KAZU broadcasts an all-news format from the south side of Monterey Bay, and KUSP, across the water, airs a mix of news and eclectic music. But the stations share listeners and identical coverage areas, and both air NPR’s newsmagazines and other programs. Merging would have allowed the stations to streamline operations and offer a wider variety of programming, proponents said.
The university’s decision to hold on to KAZU “doesn’t make sense from a community-service perspective, and it doesn’t make sense for the university from a financial perspective,” said Marc Hand, managing director of Public Radio Capital. Hand joined university officials, KUSP execs and local philanthropists in the year-long process of crafting merger proposals.
Terry Green, g.m. of KUSP, lamented the decision. Both stations’ listeners have called for less duplicated programming, stronger news coverage and greater efficiency, he said.
“Our proposals to CSUMB offered multiple ways to accomplish those goals,” Green said in a press release. “I’m sorry the university has chosen to go it alone . . . .”
But university officials, who initially supported exploring a merger as a way to reduce the school’s subsidy of KAZU, expressed renewed support for the station. Jack Jewett, v.p. for advancement, pointed to KAZU’s increased underwriter and foundation support and its strong fall Arbitron ratings.

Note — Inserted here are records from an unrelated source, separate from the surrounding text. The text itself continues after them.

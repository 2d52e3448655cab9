#![forbid(unsafe_code)]

//! Runtime: observable lists and bounded mirror views over them.

pub mod config;
pub mod error;
pub mod group;
pub mod reactive;

pub use config::{DEFAULT_CAPACITY, MirrorConfig};
pub use error::{MirrorError, Result};
pub use group::{GroupSource, ItemGroup};
pub use reactive::{BoundedMirror, ListChange, ListSource, ObservableList, Subscription};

The university’s subsidy to KAZU has dropped from $160,000 in fiscal year 2005 to $75,000 in ’07, he said. Plans to move the station to the campus, also approved by the board last week, would help end the remaining subsidy, according to Jewett.
“The performance of KAZU has improved remarkably,” Jewett said. “And I think that certainly weighed on our board’s decision to maintain the local ownership, control and operation.”

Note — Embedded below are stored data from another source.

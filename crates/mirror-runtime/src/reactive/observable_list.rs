#![forbid(unsafe_code)]

//! Ordered, change-notifying list with RAII subscriptions.
//!
//! # Design
//!
//! [`ObservableList<T>`] wraps a `Vec<T>` in shared, reference-counted
//! storage. Each mutation updates the vector first, bumps the version, and
//! then hands a [`ListChange`] together with the post-mutation contents to
//! every live subscriber.
//!
//! Subscribers are held as `Weak` references. The strong side lives in the
//! [`Subscription`] returned by [`subscribe`](ObservableList::subscribe), so
//! dropping the guard is all it takes to unsubscribe. Dead entries are pruned
//! lazily on the next notification.
//!
//! # Invariants
//!
//! 1. Version increments exactly once per mutation.
//! 2. Exactly one notification is delivered per mutation, after the mutation.
//! 3. Subscribers are notified in registration order.
//! 4. A subscriber registered during a notification first hears the next one.
//!
//! # Failure Modes
//!
//! - **Subscriber mutates the list it observes**: the contents are borrowed
//!   for the duration of delivery, so the nested mutation panics with a
//!   `RefCell` borrow error. Reading the list from a subscriber is fine.

use std::any::Any;
use std::cell::{Cell, RefCell};
use std::fmt;
use std::rc::{Rc, Weak};

use super::change::ListChange;

type Callback<T> = dyn Fn(&ListChange<T>, &[T]);

struct Listener<T> {
    callback: Box<Callback<T>>,
}

struct ListInner<T> {
    items: RefCell<Vec<T>>,
    version: Cell<u64>,
    listeners: RefCell<Vec<Weak<Listener<T>>>>,
}

/// RAII guard for a change callback.
///
/// The callback stays registered for as long as this guard is alive.
#[must_use = "dropping a Subscription immediately unsubscribes the callback"]
pub struct Subscription {
    _guard: Rc<dyn Any>,
}

impl Subscription {
    /// Explicitly unsubscribe. Equivalent to dropping the guard.
    pub fn unsubscribe(self) {}
}

impl fmt::Debug for Subscription {
    fn fmt(&self, f: &mut fmt::Formatter<'_>) -> fmt::Result {
        f.debug_struct("Subscription").finish_non_exhaustive()
    }
}

/// Something a mirror can observe: readable contents plus change events.
pub trait ListSource<T> {
    /// Run `f` against the current contents.
    fn with_items<R>(&self, f: impl FnOnce(&[T]) -> R) -> R;

    /// Register `callback` for every subsequent change.
    fn subscribe_changes(
        &self,
        callback: impl Fn(&ListChange<T>, &[T]) + 'static,
    ) -> Subscription;
}

/// A shared, ordered list that notifies subscribers of every mutation.
///
/// Cloning an `ObservableList` creates a new handle to the **same** list.
pub struct ObservableList<T> {
    inner: Rc<ListInner<T>>,
}

impl<T> Clone for ObservableList<T> {
    fn clone(&self) -> Self {
        Self {
            inner: Rc::clone(&self.inner),
        }
    }
}

impl<T: fmt::Debug> fmt::Debug for ObservableList<T> {
    fn fmt(&self, f: &mut fmt::Formatter<'_>) -> fmt::Result {
        f.debug_struct("ObservableList")
            .field("items", &self.inner.items.borrow())
            .field("version", &self.inner.version.get())
            .finish()
    }
}

impl<T: Clone + 'static> Default for ObservableList<T> {
    fn default() -> Self {
        Self::new()
    }
}

impl<T: Clone + 'static> FromIterator<T> for ObservableList<T> {
    fn from_iter<I: IntoIterator<Item = T>>(iter: I) -> Self {
        Self::from_vec(iter.into_iter().collect())
    }
}

impl<T: Clone + 'static> ObservableList<T> {
    /// Create an empty list.
    #[must_use]
    pub fn new() -> Self {
        Self::from_vec(Vec::new())
    }

    /// Wrap existing contents. No notification is emitted.
    #[must_use]
    pub fn from_vec(items: Vec<T>) -> Self {
        Self {
            inner: Rc::new(ListInner {
                items: RefCell::new(items),
                version: Cell::new(0),
                listeners: RefCell::new(Vec::new()),
            }),
        }
    }

    #[must_use]
    pub fn len(&self) -> usize {
        self.inner.items.borrow().len()
    }

    #[must_use]
    pub fn is_empty(&self) -> bool {
        self.inner.items.borrow().is_empty()
    }

    /// Clone of the item at `index`, if any.
    #[must_use]
    pub fn get(&self, index: usize) -> Option<T> {
        self.inner.items.borrow().get(index).cloned()
    }

    /// Access the contents by reference without cloning.
    pub fn with<R>(&self, f: impl FnOnce(&[T]) -> R) -> R {
        f(self.inner.items.borrow().as_slice())
    }

    /// Snapshot of the current contents.
    #[must_use]
    pub fn to_vec(&self) -> Vec<T> {
        self.inner.items.borrow().clone()
    }

    /// Number of mutations applied since construction.
    #[must_use]
    pub fn version(&self) -> u64 {
        self.inner.version.get()
    }

    /// Number of live subscriptions.
    #[must_use]
    pub fn subscriber_count(&self) -> usize {
        self.inner
            .listeners
            .borrow()
            .iter()
            .filter(|weak| weak.strong_count() > 0)
            .count()
    }

    /// Register a callback invoked after every mutation with the change
    /// and the post-mutation contents.
    pub fn subscribe(&self, callback: impl Fn(&ListChange<T>, &[T]) + 'static) -> Subscription {
        let listener = Rc::new(Listener {
            callback: Box::new(callback),
        });
        self.inner
            .listeners
            .borrow_mut()
            .push(Rc::downgrade(&listener));
        Subscription { _guard: listener }
    }

    /// Append `item`.
    pub fn push(&self, item: T) {
        let index = {
            let mut items = self.inner.items.borrow_mut();
            items.push(item.clone());
            items.len() - 1
        };
        self.notify(ListChange::Inserted { index, item });
    }

    /// Append every item of `iter`, one notification per item.
    pub fn extend(&self, iter: impl IntoIterator<Item = T>) {
        for item in iter {
            self.push(item);
        }
    }

    /// Insert `item` at `index`.
    ///
    /// # Panics
    ///
    /// Panics if `index > len`.
    pub fn insert(&self, index: usize, item: T) {
        self.inner.items.borrow_mut().insert(index, item.clone());
        self.notify(ListChange::Inserted { index, item });
    }

    /// Remove and return the item at `index`.
    ///
    /// # Panics
    ///
    /// Panics if `index >= len`.
    pub fn remove(&self, index: usize) -> T {
        let removed = self.inner.items.borrow_mut().remove(index);
        self.notify(ListChange::Removed { index });
        removed
    }

    /// Move the item at `from` so that it ends up at `to`.
    ///
    /// # Panics
    ///
    /// Panics if either index is `>= len`.
    pub fn move_item(&self, from: usize, to: usize) {
        {
            let mut items = self.inner.items.borrow_mut();
            let len = items.len();
            assert!(
                from < len && to < len,
                "move {from} -> {to} out of bounds for list of length {len}"
            );
            let moved = items.remove(from);
            items.insert(to, moved);
        }
        self.notify(ListChange::Moved { from, to });
    }

    /// Overwrite the item at `index`, returning the previous one.
    ///
    /// # Panics
    ///
    /// Panics if `index >= len`.
    pub fn replace(&self, index: usize, item: T) -> T {
        let previous = std::mem::replace(&mut self.inner.items.borrow_mut()[index], item.clone());
        self.notify(ListChange::Replaced { index, item });
        previous
    }

    /// Remove every item.
    pub fn clear(&self) {
        self.inner.items.borrow_mut().clear();
        self.notify(ListChange::Reset);
    }

    /// Replace the entire contents in one step.
    pub fn reset(&self, items: Vec<T>) {
        *self.inner.items.borrow_mut() = items;
        self.notify(ListChange::Reset);
    }

    /// Apply an already-planned change and notify subscribers with it.
    ///
    /// `Reset` replaces the contents with `reset_with`.
    pub(crate) fn apply(&self, change: ListChange<T>, reset_with: impl FnOnce() -> Vec<T>) {
        {
            let mut items = self.inner.items.borrow_mut();
            if change.is_reset() {
                *items = reset_with();
            } else {
                change.apply_to(&mut items);
            }
        }
        self.notify(change);
    }

    fn notify(&self, change: ListChange<T>) {
        let version = self.inner.version.get() + 1;
        self.inner.version.set(version);

        let listeners: Vec<Rc<Listener<T>>> = {
            let mut weak = self.inner.listeners.borrow_mut();
            weak.retain(|listener| listener.strong_count() > 0);
            weak.iter().filter_map(Weak::upgrade).collect()
        };

        tracing::trace!(
            message = "list.notify",
            kind = change.kind(),
            version,
            subscribers = listeners.len()
        );

        let items = self.inner.items.borrow();
        for listener in &listeners {
            (listener.callback)(&change, items.as_slice());
        }
    }
}

impl<T: Clone + 'static> ListSource<T> for ObservableList<T> {
    fn with_items<R>(&self, f: impl FnOnce(&[T]) -> R) -> R {
        self.with(f)
    }

    fn subscribe_changes(
        &self,
        callback: impl Fn(&ListChange<T>, &[T]) + 'static,
    ) -> Subscription {
        self.subscribe(callback)
    }
}

// ---------------------------------------------------------------------------
// Tests
// ---------------------------------------------------------------------------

By retaining KAZU, the university foundation’s board rejected two proposals from KUSP, presented Feb. 15. The Santa Cruz station offered either to operate KAZU under a local management agreement or to buy it outright at an undisclosed price.
Those proposals capped two years of talks between the stations that began when Duncan Lively, a longtime friend of KUSP’s Green, joined KAZU as g.m. (Lively declined a request for an interview, deferring to CSUMB officials.) A campus leadership change also jumpstarted negotiations.

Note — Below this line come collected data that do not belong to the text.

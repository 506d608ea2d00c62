//! Error types for the Concepto sync engine.

use thiserror::Error;

/// Main error type for engine operations.
///
/// Most failure paths degrade gracefully instead of surfacing one of
/// these: out-of-domain values are clamped, decode failures produce
/// fallback waveforms, and playback-policy rejections mute a single
/// track. The variants exist for the seams where a caller genuinely
/// needs to know (persistence, decode internals, teardown).
#[derive(Error, Debug)]
pub enum ConceptoError {
    #[error("I/O error: {0}")]
    Io(#[from] std::io::Error),

    #[error("Validation error: {0}")]
    Validation(String),

    #[error("Decode error: {0}")]
    Decode(String),

    #[error("Persistence error: {0}")]
    Persistence(String),

    #[error("Playback blocked by platform policy: {0}")]
    PlaybackPolicy(String),

    #[error("Audio error: {0}")]
    Audio(String),

    #[error("Fetch error: {0}")]
    Fetch(String),

    #[error("Resource not found: {0}")]
    NotFound(String),

    #[error("Timed out: {0}")]
    Timeout(String),

    #[error("Serialization error: {0}")]
    Serialization(String),
}

/// Result type alias for engine operations.
pub type Result<T> = std::result::Result<T, ConceptoError>;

Early last year the two stations began formal merger talks in a joint committee including Green, Lively, Hand, members of KUSP’s board and reps from local foundations.
“There was a pretty significant sense among donors and listeners of ‘Why aren’t these stations together?’” said Hand. Community members who listen to both stations dislike having to choose between donating to one or the other, he said.
After six months, the committee unveiled a proposal to combine the licenses of KAZU and KUSP under a new nonprofit accountable to the school and KUSP’s community licensee. But the university foundation rejected that proposal in September, citing doubts that the university could recover KAZU’s license if the new nonprofit foundered.
That concern and others cited by the board were addressed in the proposal, however, according to Green and Hand. “The initial response didn’t seem like a genuine response,” Hand says.
Last fall the university showed signs that it was considering partnerships with pubcasters beyond the Monterey Bay area. The school retained media broker Peter Mieuli.
Reps of KQED in San Francisco and KCBX in San Luis Obispo confirmed that Mieuli contacted them. Frank Lanzone, g.m. of KCBX, said he rejected the notion of a relationship with KAZU. KQED declined further comment.
In January, the university asked for another proposal from KUSP and got the two options that it rejected this month.
Lance Linares, executive director of the Community Foundation of Santa Cruz County, which helped pay for Public Radio Capital’s services last year, called the rejection “a big mistake.”
“Donors are looking more and more for efficiency, and this offer represented a great opportunity for the community to enjoy a much more robust and healthy public broadcasting service,” said Linares.
Jewett disagreed: “We are definitely invested in this radio station, and we’ve found a combination here that certainly works for our market,” he said. “So we plan on continuing that winning combination.”